§ Problem requirements: In the listing below, find each line that holds the string "sqrt" and copy it.

#### Material provided ####

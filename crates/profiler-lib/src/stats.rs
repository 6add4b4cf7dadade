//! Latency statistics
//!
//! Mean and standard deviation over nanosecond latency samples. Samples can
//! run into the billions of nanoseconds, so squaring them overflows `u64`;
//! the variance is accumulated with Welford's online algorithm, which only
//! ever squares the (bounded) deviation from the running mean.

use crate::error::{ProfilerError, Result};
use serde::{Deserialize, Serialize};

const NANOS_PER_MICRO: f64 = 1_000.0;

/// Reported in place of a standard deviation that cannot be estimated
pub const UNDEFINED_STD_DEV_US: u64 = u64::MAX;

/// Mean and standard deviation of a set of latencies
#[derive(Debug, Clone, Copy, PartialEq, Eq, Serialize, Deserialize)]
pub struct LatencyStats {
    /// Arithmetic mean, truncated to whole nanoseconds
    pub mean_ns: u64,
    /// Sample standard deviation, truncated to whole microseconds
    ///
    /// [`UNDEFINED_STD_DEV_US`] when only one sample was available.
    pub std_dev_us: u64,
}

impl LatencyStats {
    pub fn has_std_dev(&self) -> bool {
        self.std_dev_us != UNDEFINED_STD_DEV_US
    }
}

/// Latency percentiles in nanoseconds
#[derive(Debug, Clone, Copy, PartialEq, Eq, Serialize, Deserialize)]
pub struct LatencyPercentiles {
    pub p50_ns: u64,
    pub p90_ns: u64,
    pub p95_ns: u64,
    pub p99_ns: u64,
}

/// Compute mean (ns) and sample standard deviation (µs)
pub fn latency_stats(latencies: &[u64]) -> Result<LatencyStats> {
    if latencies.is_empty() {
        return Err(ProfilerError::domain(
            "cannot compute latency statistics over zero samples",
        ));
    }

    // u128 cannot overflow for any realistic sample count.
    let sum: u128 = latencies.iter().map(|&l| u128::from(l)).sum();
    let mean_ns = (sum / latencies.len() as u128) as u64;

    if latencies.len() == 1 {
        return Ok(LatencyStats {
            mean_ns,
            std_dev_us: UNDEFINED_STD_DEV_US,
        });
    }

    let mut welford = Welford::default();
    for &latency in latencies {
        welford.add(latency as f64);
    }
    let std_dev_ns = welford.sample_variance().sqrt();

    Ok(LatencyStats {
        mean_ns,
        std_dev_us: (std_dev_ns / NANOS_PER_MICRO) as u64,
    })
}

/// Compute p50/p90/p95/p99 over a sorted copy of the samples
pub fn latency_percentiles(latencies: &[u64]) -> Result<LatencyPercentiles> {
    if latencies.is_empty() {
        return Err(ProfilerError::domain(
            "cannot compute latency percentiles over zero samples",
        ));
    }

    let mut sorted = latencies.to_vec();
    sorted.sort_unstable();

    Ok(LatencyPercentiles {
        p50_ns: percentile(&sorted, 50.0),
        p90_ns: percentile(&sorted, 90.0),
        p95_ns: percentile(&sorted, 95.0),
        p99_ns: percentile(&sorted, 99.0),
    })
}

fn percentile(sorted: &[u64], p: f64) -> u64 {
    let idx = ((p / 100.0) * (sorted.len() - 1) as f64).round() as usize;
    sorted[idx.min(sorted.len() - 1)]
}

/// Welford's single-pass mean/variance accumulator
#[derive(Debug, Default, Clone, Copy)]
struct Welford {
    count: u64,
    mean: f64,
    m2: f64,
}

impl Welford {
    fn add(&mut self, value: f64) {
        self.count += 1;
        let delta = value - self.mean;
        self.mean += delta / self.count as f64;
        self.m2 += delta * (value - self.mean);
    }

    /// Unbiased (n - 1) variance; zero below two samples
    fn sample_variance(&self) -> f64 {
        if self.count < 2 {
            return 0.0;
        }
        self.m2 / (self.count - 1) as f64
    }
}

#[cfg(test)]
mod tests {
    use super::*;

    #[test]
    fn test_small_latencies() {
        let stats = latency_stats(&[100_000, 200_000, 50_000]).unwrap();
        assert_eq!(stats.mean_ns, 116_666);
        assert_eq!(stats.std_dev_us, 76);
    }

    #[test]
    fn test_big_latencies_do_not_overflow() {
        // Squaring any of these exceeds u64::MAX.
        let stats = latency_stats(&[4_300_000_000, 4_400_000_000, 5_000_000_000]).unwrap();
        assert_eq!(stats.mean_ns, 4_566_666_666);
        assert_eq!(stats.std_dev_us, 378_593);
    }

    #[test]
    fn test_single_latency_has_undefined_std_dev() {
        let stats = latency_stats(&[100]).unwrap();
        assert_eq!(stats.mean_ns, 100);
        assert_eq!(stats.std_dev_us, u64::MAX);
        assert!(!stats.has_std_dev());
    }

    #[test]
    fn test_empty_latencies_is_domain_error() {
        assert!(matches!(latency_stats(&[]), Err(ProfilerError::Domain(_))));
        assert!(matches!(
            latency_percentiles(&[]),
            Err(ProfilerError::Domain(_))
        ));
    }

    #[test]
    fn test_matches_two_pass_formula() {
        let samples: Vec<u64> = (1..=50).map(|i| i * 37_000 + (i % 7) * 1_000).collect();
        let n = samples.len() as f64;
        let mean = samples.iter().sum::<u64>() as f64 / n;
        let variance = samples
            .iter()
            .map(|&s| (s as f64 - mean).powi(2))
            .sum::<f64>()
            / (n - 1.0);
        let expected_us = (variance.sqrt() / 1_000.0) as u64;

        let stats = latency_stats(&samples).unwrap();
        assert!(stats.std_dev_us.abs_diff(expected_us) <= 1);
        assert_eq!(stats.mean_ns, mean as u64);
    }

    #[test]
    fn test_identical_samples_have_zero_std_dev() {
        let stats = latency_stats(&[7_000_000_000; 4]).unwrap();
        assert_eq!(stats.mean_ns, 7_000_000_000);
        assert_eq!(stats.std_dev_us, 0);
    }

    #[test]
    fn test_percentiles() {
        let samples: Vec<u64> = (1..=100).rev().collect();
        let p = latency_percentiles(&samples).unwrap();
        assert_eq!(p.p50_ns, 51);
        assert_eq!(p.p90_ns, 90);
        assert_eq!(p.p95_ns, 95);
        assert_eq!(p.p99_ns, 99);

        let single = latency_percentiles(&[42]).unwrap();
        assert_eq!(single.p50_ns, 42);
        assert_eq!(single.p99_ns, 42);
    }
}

####

§ Response:
    let std_dev_ns = welford.sample_variance().sqrt();
        let expected_us = (variance.sqrt() / 1_000.0) as u64;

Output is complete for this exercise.